3. Nature of the Resolution -
Ordinary Resolution.
4. Specimen Resolution:
“RESOLVED
THAT: 1. (i) (a) subject to the consent of the Controller of Capital Issues a sum
of Rs.1,00,00,000/- being a part of the undistributed profits of the Company
standing to the credit of its General Reserve be capitalised and that the said
amount be applied in paying up in full at par 10,00,000 Ordinary Shares of Rs.10/- each in the
capital of the Company to be allotted and distributed as fully paid bonus
shares to and amongst the Members who are on the Company's Register of Members
of the Ordinary Shares on such date as may be determined by the Board of
Directors of the Company (hereinafter called "the Board") as the
holders of the existing 10,00,000 issued Ordinary Shares of the Company in the
proportion of one new Ordinary Share for every one issued Ordinary Share held
by them, respectively on the said date
on the footing that they become entitled to their new Ordinary Shares as
capital and not as income.
Provided
that if the sum permitted by the Controller of Capital Issues to be capitalised
in terms of this resolution shall be less than Rs.1,00,00,000/- the Board be and is here by authorised to
determine the number of fully paid new Ordinary Shares (being less than
10,00,000 shares) to be allotted and issued as bonus shares in terms of this
resolution and the proportion which such new Ordinary Shares shall bear to the
existing Ordinary Shares held by the said members on the said date and the
amount forming part of the undistributed profits of the Company standing to the
credit of the General Reserve to be capitalised shall in such event be correspondingly
reduced to such amount as maybe determined by the Board for the issue of such
issue of such lesser number of new Ordinary Shares depending on the amount
permitted by the Controller of Capital Issues to be capitalised as aforesaid.
b) That
the new Ordinary Shares shall in all respects rank pari passu with the existing
Ordinary Shares save and except that they shall not, if allotted after 31st
May, 2000 been titled to participate in any dividend declared or paid in
respect of any period ending or or before 31st December 1999.

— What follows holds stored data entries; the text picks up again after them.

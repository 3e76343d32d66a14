//! Commonly used items for convenient importing.
//!
//! The prelude re-exports the most frequently used types and traits from
//! the stratagem library, so that a single use statement covers typical
//! usage.
//!
//! # Usage
//!
//! ```
//! use std::{cell::RefCell, rc::Rc};
//!
//! use stratagem::prelude::*;
//!
//! let out = Rc::new(RefCell::new(String::new()));
//!
//! let mut actions = Actions::new();
//! actions.push(Action::new(3.14, Recorder::new("circle", out.clone())));
//! actions.invoke_all();
//!
//! assert_eq!(*out.borrow(), "circle(3.14)\n");
//! ```
//!
//! # What's Included
//!
//! - **[`Action`]**, **[`ActionRef`]**, **[`ActionView`]**: the owning,
//!   borrowed, and non-owning erased handles
//! - **[`Actions`]**: the ordered collection with its driver
//! - **[`Strategy`]**: the capability trait for custom strategies
//! - **[`Recorder`]** and **[`Sink`]**: the built-in recording strategy and
//!   its output capability

pub use crate::{
    Action, ActionRef, ActionView, Actions, Strategy,
    strategies::{Recorder, Sink},
};
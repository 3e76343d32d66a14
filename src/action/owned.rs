use core::any::TypeId;

use stratagem_internals::{RawAction, RawActionRef, strategy::Strategy};

use crate::action::ActionRef;

/// An owning, type-erased pairing of a value with a strategy.
///
/// An [`Action`] stores a value of some concrete type `V` together with a
/// strategy of some concrete type `S` in a single allocation, then forgets
/// both types. The stored strategy can be run against the stored value with
/// [`invoke`], and the concrete types can be recovered with the downcast
/// methods when needed.
///
/// The handle has value semantics: it owns its contents, [`Clone`] produces
/// a fully independent deep copy of both the value and the strategy, and
/// dropping the handle drops its contents. Assigning one action over
/// another therefore behaves like replacing one value with another, with
/// the replacement fully constructed before the old contents are released.
///
/// # Examples
///
/// ```
/// use std::{cell::RefCell, rc::Rc};
///
/// use stratagem::{Action, strategies::Recorder};
///
/// let out = Rc::new(RefCell::new(String::new()));
/// let action = Action::new(2.3, Recorder::new("circle", out.clone()));
///
/// action.invoke();
/// assert_eq!(*out.borrow(), "circle(2.3)\n");
/// ```
///
/// [`invoke`]: Action::invoke
pub struct Action {
    raw: RawAction,
}

impl Action {
    /// Allocates a new [`Action`] owning the given value and strategy.
    ///
    /// Both arguments are moved into the erased cell. The `Clone` bounds
    /// exist because deep copying is part of the erased interface: every
    /// action supports [`Clone`], so its contents must too.
    ///
    /// # Examples
    ///
    /// ```
    /// use stratagem::Action;
    ///
    /// // Closures taking a shared reference are strategies automatically
    /// let action = Action::new(21, |n: &i32| assert_eq!(n * 2, 42));
    /// action.invoke();
    /// ```
    #[must_use]
    pub fn new<V, S>(value: V, strategy: S) -> Self
    where
        V: Clone + 'static,
        S: Strategy<V> + Clone,
    {
        Self::from_raw(RawAction::new(value, strategy))
    }

    /// Creates a new [`Action`] from a raw action.
    #[must_use]
    pub(crate) fn from_raw(raw: RawAction) -> Self {
        Self { raw }
    }

    /// Consumes the [`Action`] and returns the inner [`RawAction`].
    #[must_use]
    pub(crate) fn into_raw(self) -> RawAction {
        self.raw
    }

    /// Creates a lifetime-bound [`RawActionRef`] to the inner [`RawAction`].
    #[must_use]
    pub(crate) fn as_raw_ref(&self) -> RawActionRef<'_> {
        self.raw.as_ref()
    }

    /// Runs the stored strategy against the stored value.
    ///
    /// Invoking an action does not consume it and leaves its contents
    /// unchanged, so the same action can be invoked any number of times.
    pub fn invoke(&self) {
        self.as_raw_ref().apply();
    }

    /// Returns a borrowed handle to this action.
    ///
    /// The returned [`ActionRef`] is [`Copy`], which makes it convenient to
    /// pass erased actions to helper functions without giving up ownership.
    #[must_use]
    pub fn as_ref(&self) -> ActionRef<'_> {
        ActionRef::from_raw(self.as_raw_ref())
    }

    /// Returns the [`TypeId`] of the stored value.
    #[must_use]
    pub fn value_type_id(&self) -> TypeId {
        self.as_raw_ref().value_type_id()
    }

    /// Returns the [`core::any::type_name`] of the stored value.
    #[must_use]
    pub fn value_type_name(&self) -> &'static str {
        self.as_raw_ref().value_type_name()
    }

    /// Returns the [`TypeId`] of the stored strategy.
    #[must_use]
    pub fn strategy_type_id(&self) -> TypeId {
        self.as_raw_ref().strategy_type_id()
    }

    /// Returns the [`core::any::type_name`] of the stored strategy.
    #[must_use]
    pub fn strategy_type_name(&self) -> &'static str {
        self.as_raw_ref().strategy_type_name()
    }

    /// Attempts to downcast the stored value to a reference of type `V`.
    ///
    /// Returns `Some(&V)` if the action stores a value of type `V` paired
    /// with a strategy of type `S`, otherwise returns `None`.
    ///
    /// Both type parameters are required because the location of the value
    /// inside the erased cell depends on the full concrete pair.
    ///
    /// # Examples
    ///
    /// ```
    /// use std::{cell::RefCell, rc::Rc};
    ///
    /// use stratagem::{Action, strategies::Recorder};
    ///
    /// type StringRecorder = Recorder<Rc<RefCell<String>>>;
    ///
    /// let out = Rc::new(RefCell::new(String::new()));
    /// let action = Action::new(2.5, Recorder::new("circle", out));
    ///
    /// assert_eq!(action.downcast_value::<f64, StringRecorder>(), Some(&2.5));
    /// assert_eq!(action.downcast_value::<i32, StringRecorder>(), None);
    /// ```
    #[must_use]
    pub fn downcast_value<V, S>(&self) -> Option<&V>
    where
        V: 'static,
        S: 'static,
    {
        self.as_ref().downcast_value::<V, S>()
    }

    /// Attempts to downcast the stored strategy to a reference of type `S`.
    ///
    /// Returns `Some(&S)` if the action stores a value of type `V` paired
    /// with a strategy of type `S`, otherwise returns `None`.
    ///
    /// Both type parameters are required because the location of the
    /// strategy inside the erased cell depends on the full concrete pair.
    #[must_use]
    pub fn downcast_strategy<V, S>(&self) -> Option<&S>
    where
        V: 'static,
        S: 'static,
    {
        self.as_ref().downcast_strategy::<V, S>()
    }

    /// Downcasts the stored value to a reference of type `V` without
    /// checking.
    ///
    /// # Safety
    ///
    /// The caller must ensure:
    ///
    /// 1. The action actually stores a value of type `V` paired with a
    ///    strategy of type `S` (can be verified by calling
    ///    [`value_type_id()`] and [`strategy_type_id()`] first)
    ///
    /// [`value_type_id()`]: Action::value_type_id
    /// [`strategy_type_id()`]: Action::strategy_type_id
    #[must_use]
    pub unsafe fn downcast_value_unchecked<V, S>(&self) -> &V
    where
        V: 'static,
        S: 'static,
    {
        let raw = self.as_raw_ref();

        // SAFETY:
        // 1. Guaranteed by the caller
        unsafe { raw.value_downcast_unchecked::<V, S>() }
    }

    /// Downcasts the stored strategy to a reference of type `S` without
    /// checking.
    ///
    /// # Safety
    ///
    /// The caller must ensure:
    ///
    /// 1. The action actually stores a value of type `V` paired with a
    ///    strategy of type `S` (can be verified by calling
    ///    [`value_type_id()`] and [`strategy_type_id()`] first)
    ///
    /// [`value_type_id()`]: Action::value_type_id
    /// [`strategy_type_id()`]: Action::strategy_type_id
    #[must_use]
    pub unsafe fn downcast_strategy_unchecked<V, S>(&self) -> &S
    where
        V: 'static,
        S: 'static,
    {
        let raw = self.as_raw_ref();

        // SAFETY:
        // 1. Guaranteed by the caller
        unsafe { raw.strategy_downcast_unchecked::<V, S>() }
    }
}

impl Clone for Action {
    /// Deep-copies the stored value and strategy into a new, fully
    /// independent [`Action`].
    ///
    /// Invoking the clone is behaviorally identical to invoking the
    /// original at the time of the copy. Later changes to either action's
    /// contents do not affect the other. Note that a strategy holding a
    /// shared handle (such as an [`Rc`] sink) clones the handle, so both
    /// copies keep writing to the same shared resource.
    ///
    /// [`Rc`]: alloc::rc::Rc
    fn clone(&self) -> Self {
        Self::from_raw(self.as_raw_ref().clone_action())
    }
}

impl core::fmt::Debug for Action {
    fn fmt(&self, f: &mut core::fmt::Formatter<'_>) -> core::fmt::Result {
        f.debug_struct("Action")
            .field("value_type", &self.value_type_name())
            .field("strategy_type", &self.strategy_type_name())
            .finish_non_exhaustive()
    }
}

#[cfg(test)]
mod tests {
    use alloc::{
        rc::Rc,
        string::{String, ToString},
    };
    use core::cell::RefCell;

    use super::*;
    use crate::strategies::Recorder;

    type StringRecorder = Recorder<Rc<RefCell<String>>>;

    fn new_sink() -> Rc<RefCell<String>> {
        Rc::new(RefCell::new(String::new()))
    }

    #[test]
    fn test_action_send_sync() {
        static_assertions::assert_not_impl_any!(Action: Send, Sync);
    }

    #[test]
    fn test_action_copy() {
        static_assertions::assert_not_impl_any!(Action: Copy);
        static_assertions::assert_impl_all!(Action: Clone);
    }

    #[test]
    fn test_invoke_repeatable() {
        let out = new_sink();
        let action = Action::new(1.0, Recorder::new("circle", out.clone()));

        action.invoke();
        action.invoke();

        assert_eq!(*out.borrow(), "circle(1)\ncircle(1)\n");
    }

    #[test]
    fn test_invoke_matches_direct_strategy_call() {
        use stratagem_internals::strategy::Strategy as _;

        let direct_out = new_sink();
        let erased_out = new_sink();

        Recorder::new("circle", direct_out.clone()).apply(&2.3_f64);
        Action::new(2.3_f64, Recorder::new("circle", erased_out.clone())).invoke();

        assert_eq!(*direct_out.borrow(), *erased_out.borrow());
        assert_eq!(*erased_out.borrow(), "circle(2.3)\n");
    }

    #[test]
    fn test_move_preserves_behavior() {
        let out = new_sink();
        let original = Action::new(1.2, Recorder::new("square", out.clone()));

        let moved = original;
        moved.invoke();

        assert_eq!(*out.borrow(), "square(1.2)\n");
    }

    #[test]
    fn test_introspection() {
        let out = new_sink();
        let action = Action::new(2.0_f64, Recorder::new("circle", out));

        assert_eq!(action.value_type_id(), TypeId::of::<f64>());
        assert_eq!(action.strategy_type_id(), TypeId::of::<StringRecorder>());
        assert!(action.value_type_name().contains("f64"));
        assert!(action.strategy_type_name().contains("Recorder"));
    }

    #[test]
    fn test_downcast_value() {
        let out = new_sink();
        let action = Action::new(2.5_f64, Recorder::new("circle", out));

        assert_eq!(action.downcast_value::<f64, StringRecorder>(), Some(&2.5));

        // A mismatch on either side of the pair must fail the downcast
        assert_eq!(action.downcast_value::<i32, StringRecorder>(), None);
        assert!(action.downcast_value::<f64, fn(&f64)>().is_none());
    }

    #[test]
    fn test_downcast_strategy() {
        let out = new_sink();
        let action = Action::new(2.0_f64, Recorder::new("circle", out));

        let recorder = action.downcast_strategy::<f64, StringRecorder>();
        assert_eq!(recorder.map(|r| r.label()), Some("circle"));

        assert!(action.downcast_strategy::<f64, fn(&f64)>().is_none());
    }

    #[test]
    fn test_clone_is_deep() {
        // Two clones with separate sinks would defeat the purpose of the
        // test, so track independence through the stored value instead
        let out = new_sink();
        let original = Action::new("a".to_string(), Recorder::new("label", out.clone()));
        let copy = original.clone();
        drop(original);

        // The copy owns its own value and strategy
        copy.invoke();
        assert_eq!(*out.borrow(), "label(a)\n");
        assert_eq!(
            copy.downcast_value::<String, StringRecorder>(),
            Some(&"a".to_string())
        );
    }

    #[test]
    fn test_copy_assignment_semantics() {
        let out = new_sink();
        let source = Action::new(1.5, Recorder::new("circle", out.clone()));
        let mut target = Action::new(9.9, Recorder::new("square", out.clone()));
        target.invoke();

        target = source.clone();
        target.invoke();
        source.invoke();

        assert_eq!(*out.borrow(), "square(9.9)\ncircle(1.5)\ncircle(1.5)\n");
    }

    #[test]
    fn test_debug_output() {
        let out = new_sink();
        let action = Action::new(1_u8, Recorder::new("x", out));
        let rendered = alloc::format!("{action:?}");

        assert!(rendered.contains("Action"));
        assert!(rendered.contains("u8"));
        assert!(rendered.contains("Recorder"));
    }
}
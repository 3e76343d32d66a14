#![cfg_attr(not(doc), no_std)]
#![deny(
    missing_docs,
    clippy::alloc_instead_of_core,
    clippy::std_instead_of_alloc,
    clippy::std_instead_of_core,
    clippy::missing_safety_doc,
    clippy::undocumented_unsafe_blocks,
    clippy::multiple_unsafe_ops_per_block,
    clippy::as_ptr_cast_mut,
    clippy::ptr_as_ptr,
    rustdoc::invalid_rust_codeblocks,
    rustdoc::broken_intra_doc_links,
    missing_copy_implementations,
    unused_doc_comments
)]
// Extra checks on nightly
#![cfg_attr(nightly_extra_checks, feature(rustdoc_missing_doc_code_examples))]
#![cfg_attr(nightly_extra_checks, forbid(rustdoc::missing_doc_code_examples))]
// Make docs.rs generate better docs
#![cfg_attr(docsrs, feature(doc_cfg))]

//! Value-semantic type erasure for values paired with pluggable strategies.
//!
//! ## Overview
//!
//! This crate lets you store a value of any concrete type together with a
//! strategy that knows how to act on it, behind one uniform handle. The
//! handle hides both concrete types, yet keeps value semantics: it owns its
//! contents, cloning it deep-copies them, and dropping it releases them.
//!
//! Unlike `dyn Trait` objects, the erased handle pairs *two* independently
//! varying types. The value type and the strategy type can be combined
//! freely, and neither needs to know about the other ahead of time. New
//! value types and new strategies can be added without touching existing
//! code.
//!
//! ## Quick Example
//!
//! ```
//! use std::{cell::RefCell, rc::Rc};
//!
//! use stratagem::prelude::*;
//!
//! let out = Rc::new(RefCell::new(String::new()));
//!
//! let mut actions = Actions::new();
//! actions.push(Action::new(2.3, Recorder::new("circle", out.clone())));
//! actions.push(Action::new(1.2, Recorder::new("square", out.clone())));
//! actions.push(Action::new(4.1, Recorder::new("circle", out.clone())));
//! actions.invoke_all();
//!
//! assert_eq!(*out.borrow(), "circle(2.3)\nsquare(1.2)\ncircle(4.1)\n");
//! ```
//!
//! ## Core Concepts
//!
//! The crate revolves around three handle types and one trait:
//!
//! - [`Strategy<V>`]: the capability contract. A strategy is any type that
//!   knows how to act on a shared reference to a `V`. Closures of the shape
//!   `Fn(&V)` are strategies automatically.
//! - [`Action`]: the owning handle. Created from any `(value, strategy)`
//!   pair, it stores both by value in a single allocation and dispatches
//!   through a hand-rolled vtable. [`Action::invoke`] runs the strategy
//!   against the value. `Clone` produces a fully independent deep copy.
//! - [`ActionRef`]: a copyable borrowed handle to an [`Action`], for
//!   passing erased actions around without transferring ownership.
//! - [`ActionView`]: the non-owning handle. It borrows a value and a
//!   strategy that live elsewhere and erases their types without any
//!   allocation. The borrow is tracked in its lifetime parameter, so a view
//!   can never outlive its referents.
//! - [`Actions`]: an ordered collection of owned actions with a driver,
//!   [`Actions::invoke_all`], that invokes them in insertion order.
//!
//! ## Owning vs. Non-owning
//!
//! [`Action`] copies its inputs into the erased cell. Use it whenever the
//! actions must outlive the scope that created them, such as storing them
//! in an [`Actions`] collection that is returned from a function.
//!
//! [`ActionView`] instead aliases caller-owned storage. Use it for
//! transient dispatch over values you already hold, when the extra
//! allocation and the `Clone` requirement of the owning handle are
//! unwanted:
//!
//! ```
//! use std::{cell::RefCell, rc::Rc};
//!
//! use stratagem::prelude::*;
//!
//! let out = Rc::new(RefCell::new(String::new()));
//! let recorder = Recorder::new("circle", out.clone());
//!
//! let radius = 3.5;
//! let view = ActionView::new(&radius, &recorder);
//! view.invoke();
//!
//! assert_eq!(*out.borrow(), "circle(3.5)\n");
//! ```
//!
//! Because the view borrows its referents, using it after they are gone is
//! a compile error rather than undefined behavior.
//!
//! ## Inspecting Erased Actions
//!
//! Erasure is not a one-way street. Every owned or borrowed action exposes
//! the [`TypeId`]s and type names of its stored value and strategy, and can
//! be downcast back to the concrete pair when you know (or want to test
//! for) the actual types. See [`Action::downcast_value`] and
//! [`Action::downcast_strategy`].
//!
//! ## `no_std` Support
//!
//! The crate is `no_std` compatible and only requires `alloc`.
//!
//! [`Strategy<V>`]: crate::Strategy
//! [`TypeId`]: core::any::TypeId

extern crate alloc;

pub mod action;
pub mod actions;
pub mod prelude;
pub mod strategies;

pub use stratagem_internals::strategy::Strategy;

pub use crate::{
    action::{Action, ActionRef, ActionView},
    actions::Actions,
};
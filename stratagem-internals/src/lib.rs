#![no_std]
#![forbid(
    missing_docs,
    clippy::alloc_instead_of_core,
    clippy::std_instead_of_alloc,
    clippy::std_instead_of_core,
    clippy::missing_safety_doc,
    clippy::missing_docs_in_private_items,
    clippy::undocumented_unsafe_blocks,
    clippy::multiple_unsafe_ops_per_block,
    rustdoc::invalid_rust_codeblocks,
    rustdoc::broken_intra_doc_links,
    missing_copy_implementations,
    unused_doc_comments
)]
#![allow(rustdoc::private_intra_doc_links)]
//! Internal implementation crate for [`stratagem`].
//!
//! # Overview
//!
//! This crate contains the low-level, type-erased data structures and unsafe
//! operations that power the [`stratagem`] strategy-erasure library. It
//! provides the foundation for zero-cost type erasure through vtable-based
//! dispatch.
//!
//! **This crate is an implementation detail.** No semantic versioning
//! guarantees are provided. Users should depend on the [`stratagem`] crate,
//! not this one.
//!
//! # Architecture
//!
//! - **[`action`]**: Type-erased storage for a value paired with a strategy
//!   - [`RawAction`]: Owned action with [`Box`]-based allocation
//!   - [`RawActionRef`]: Borrowed reference to an action
//!   - [`ActionData`]: `#[repr(C)]` cell enabling field access on erased types
//!   - [`ActionVtable`]: Function pointers for type-erased dispatch
//!
//! - **[`view`]**: Non-owning erasure over caller-owned storage
//!   - [`RawActionView`]: Two erased pointers plus a dispatch function bound
//!     at construction, lifetime-bound to the referents
//!
//! - **[`strategy`]**: The capability contract
//!   - [`Strategy`]: Defines how a strategy acts on a value
//!
//! # Safety Strategy
//!
//! Type erasure requires careful handling to maintain Rust's type safety
//! guarantees. When we erase a type like `ActionData<Circle, Recorder>` to
//! `ActionData<Erased, Erased>`, we must ensure that the vtable function
//! pointers still match the actual concrete pair stored in memory.
//!
//! This crate maintains safety through:
//!
//! - **Module-based encapsulation**: Safety-critical types keep fields
//!   module-private, making invariants locally verifiable within a single
//!   file
//! - **`#[repr(C)]` layout**: Enables safe field projection on type-erased
//!   pointers without constructing invalid references
//! - **Documented vtable contracts**: Each vtable entry specifies exactly
//!   when it can be safely called
//! - **Lifetime binding**: [`RawActionView`] carries the borrow of its
//!   referents, so dispatch through it can never read freed memory
//!
//! [`stratagem`]: https://docs.rs/stratagem/latest/stratagem/
//! [`ActionData`]: action::data::ActionData
//! [`ActionVtable`]: action::vtable::ActionVtable
//! [`Strategy`]: strategy::Strategy
//! [`Box`]: alloc::boxed::Box

extern crate alloc;

mod action;
pub mod strategy;
mod util;
mod view;

pub use action::{RawAction, RawActionRef};
pub use view::RawActionView;
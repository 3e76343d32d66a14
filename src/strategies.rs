//! Built-in strategies and the sink capability.
//!
//! This module provides ready-made strategies for the common case of
//! rendering values into an output buffer, along with the [`Sink`] trait
//! they write through. Custom strategies implement [`Strategy`] directly or
//! use plain closures; nothing here is privileged.
//!
//! [`Strategy`]: crate::Strategy

use alloc::{format, rc::Rc, string::String};
use core::{cell::RefCell, fmt};

use stratagem_internals::strategy::Strategy;

/// Trait for destinations that strategies can append text to.
///
/// Sinks take `&self`, so a single sink can be shared between many
/// strategies. The provided implementations cover the usual single-threaded
/// sharing setup: an interior-mutable buffer, optionally behind an [`Rc`]
/// handle.
///
/// # Examples
///
/// ```
/// use std::cell::RefCell;
///
/// use stratagem::strategies::Sink;
///
/// let out = RefCell::new(String::new());
/// out.record("hello ");
/// out.record("world");
/// assert_eq!(*out.borrow(), "hello world");
/// ```
pub trait Sink {
    /// Appends the given text to the sink.
    fn record(&self, text: &str);
}

impl Sink for RefCell<String> {
    fn record(&self, text: &str) {
        self.borrow_mut().push_str(text);
    }
}

impl<S: Sink + ?Sized> Sink for Rc<S> {
    fn record(&self, text: &str) {
        (**self).record(text);
    }
}

/// Strategy that renders a labeled line for any displayable value.
///
/// For a value `v` and label `label`, each invocation appends
/// `label(v)\n` to the sink, with `v` rendered through its [`Display`]
/// implementation.
///
/// Cloning a [`Recorder`] clones its sink handle. For an [`Rc`]-backed
/// sink this means both copies keep writing to the same buffer, which is
/// the usual arrangement when many actions share one output.
///
/// # Examples
///
/// ```
/// use std::{cell::RefCell, rc::Rc};
///
/// use stratagem::{Action, strategies::Recorder};
///
/// let out = Rc::new(RefCell::new(String::new()));
/// let action = Action::new(3.14, Recorder::new("circle", out.clone()));
///
/// action.invoke();
/// assert_eq!(*out.borrow(), "circle(3.14)\n");
/// ```
///
/// [`Display`]: core::fmt::Display
/// [`Rc`]: alloc::rc::Rc
#[derive(Clone)]
pub struct Recorder<Si> {
    label: String,
    sink: Si,
}

impl<Si: Sink> Recorder<Si> {
    /// Creates a new [`Recorder`] writing lines tagged with `label` into
    /// `sink`.
    #[must_use]
    pub fn new(label: impl Into<String>, sink: Si) -> Self {
        Self {
            label: label.into(),
            sink,
        }
    }

    /// Returns the label this recorder tags its lines with.
    #[must_use]
    pub fn label(&self) -> &str {
        &self.label
    }
}

impl<V, Si> Strategy<V> for Recorder<Si>
where
    V: fmt::Display + 'static,
    Si: Sink + 'static,
{
    fn apply(&self, value: &V) {
        self.sink.record(&format!("{}({value})\n", self.label));
    }
}
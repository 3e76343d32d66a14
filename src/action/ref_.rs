use core::any::TypeId;

use stratagem_internals::RawActionRef;

/// A borrowed handle to an [`Action`].
///
/// An [`ActionRef`] grants the same read-only access to the erased pair as
/// the [`Action`] it borrows from: it can invoke the strategy, inspect the
/// stored types, and downcast. Unlike the owning handle it is [`Copy`], so
/// it can be passed around freely without transferring ownership.
///
/// # Examples
///
/// ```
/// use stratagem::{Action, ActionRef};
///
/// fn invoke_twice(action: ActionRef<'_>) {
///     action.invoke();
///     action.invoke();
/// }
///
/// let action = Action::new(3, |_: &i32| {});
/// invoke_twice(action.as_ref());
/// ```
///
/// [`Action`]: crate::Action
#[derive(Clone, Copy)]
pub struct ActionRef<'a> {
    raw: RawActionRef<'a>,
}

impl<'a> ActionRef<'a> {
    /// Creates a new [`ActionRef`] from a raw action reference.
    #[must_use]
    pub(crate) fn from_raw(raw: RawActionRef<'a>) -> Self {
        Self { raw }
    }

    /// Returns the inner [`RawActionRef`].
    #[must_use]
    pub(crate) fn as_raw_ref(self) -> RawActionRef<'a> {
        self.raw
    }

    /// Runs the stored strategy against the stored value.
    pub fn invoke(self) {
        self.as_raw_ref().apply();
    }

    /// Returns the [`TypeId`] of the stored value.
    #[must_use]
    pub fn value_type_id(self) -> TypeId {
        self.as_raw_ref().value_type_id()
    }

    /// Returns the [`core::any::type_name`] of the stored value.
    #[must_use]
    pub fn value_type_name(self) -> &'static str {
        self.as_raw_ref().value_type_name()
    }

    /// Returns the [`TypeId`] of the stored strategy.
    #[must_use]
    pub fn strategy_type_id(self) -> TypeId {
        self.as_raw_ref().strategy_type_id()
    }

    /// Returns the [`core::any::type_name`] of the stored strategy.
    #[must_use]
    pub fn strategy_type_name(self) -> &'static str {
        self.as_raw_ref().strategy_type_name()
    }

    /// Attempts to downcast the stored value to a reference of type `V`.
    ///
    /// Returns `Some(&V)` if the borrowed action stores a value of type `V`
    /// paired with a strategy of type `S`, otherwise returns `None`. The
    /// returned reference borrows from the underlying [`Action`], not from
    /// this handle, so it stays valid for the full lifetime `'a`.
    ///
    /// [`Action`]: crate::Action
    #[must_use]
    pub fn downcast_value<V, S>(self) -> Option<&'a V>
    where
        V: 'static,
        S: 'static,
    {
        let raw = self.as_raw_ref();
        if raw.value_type_id() != TypeId::of::<V>()
            || raw.strategy_type_id() != TypeId::of::<S>()
        {
            return None;
        }

        // SAFETY:
        // 1. We just checked that both type ids match
        Some(unsafe { raw.value_downcast_unchecked::<V, S>() })
    }

    /// Attempts to downcast the stored strategy to a reference of type `S`.
    ///
    /// Returns `Some(&S)` if the borrowed action stores a value of type `V`
    /// paired with a strategy of type `S`, otherwise returns `None`.
    #[must_use]
    pub fn downcast_strategy<V, S>(self) -> Option<&'a S>
    where
        V: 'static,
        S: 'static,
    {
        let raw = self.as_raw_ref();
        if raw.value_type_id() != TypeId::of::<V>()
            || raw.strategy_type_id() != TypeId::of::<S>()
        {
            return None;
        }

        // SAFETY:
        // 1. We just checked that both type ids match
        Some(unsafe { raw.strategy_downcast_unchecked::<V, S>() })
    }
}

impl core::fmt::Debug for ActionRef<'_> {
    fn fmt(&self, f: &mut core::fmt::Formatter<'_>) -> core::fmt::Result {
        f.debug_struct("ActionRef")
            .field("value_type", &self.value_type_name())
            .field("strategy_type", &self.strategy_type_name())
            .finish_non_exhaustive()
    }
}

#[cfg(test)]
mod tests {
    use super::*;
    use crate::Action;

    #[test]
    fn test_action_ref_send_sync() {
        static_assertions::assert_not_impl_any!(ActionRef<'static>: Send, Sync);
    }

    #[test]
    fn test_action_ref_copy_clone() {
        static_assertions::assert_impl_all!(ActionRef<'static>: Copy, Clone);
    }

    #[test]
    fn test_downcast_requires_both_types_to_match() {
        let action = Action::new(5_i32, NoteStrategy);
        let action_ref = action.as_ref();

        assert_eq!(action_ref.downcast_value::<i32, NoteStrategy>(), Some(&5));
        assert!(action_ref.downcast_value::<u32, NoteStrategy>().is_none());
        assert!(action_ref.downcast_value::<i32, fn(&i32)>().is_none());
    }

    #[test]
    fn test_downcast_outlives_the_ref() {
        let action = Action::new(5_i32, NoteStrategy);
        let value = {
            let action_ref = action.as_ref();
            action_ref.downcast_value::<i32, NoteStrategy>()
        };

        // The reference borrows from the action, not the copied handle
        assert_eq!(value, Some(&5));
    }

    #[derive(Clone)]
    struct NoteStrategy;

    impl stratagem_internals::strategy::Strategy<i32> for NoteStrategy {
        fn apply(&self, _value: &i32) {}
    }
}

ii) a) That the Board be and is
hereby authorised to allot and issue new Ordinary Shares credited as fully paid
or such lesser number of new Ordinary Shares as may be determined by the Board in terms of Resolution (i)(a)
aforesaid.
Provided that if any fractions of shares are involved in
making the aforesaid allotment, no fractional certificates will be issued, but
that such fractions shall be consolidated and that the Board be and is hereby authorised
to allot the shares resulting from such consolidation to such person or persons
(including any Director or employee of the Company) upon trust for sale on such
terms and conditions as the Board may think fit and that the net proceeds of
sale (after payment of costs and charges of such sale) be distributed
proportionately amongst those said members entitled to such fractions in
proportion to their respective entitlements.
Provided further that the allotment and issue of the said
new Ordinary Shares in favour of non-resident Members of the Company and any payment
to them in satisfaction of their fractional entitlements as hereinbefore
approved shall be subject to the approval of the Reserve Bank of India.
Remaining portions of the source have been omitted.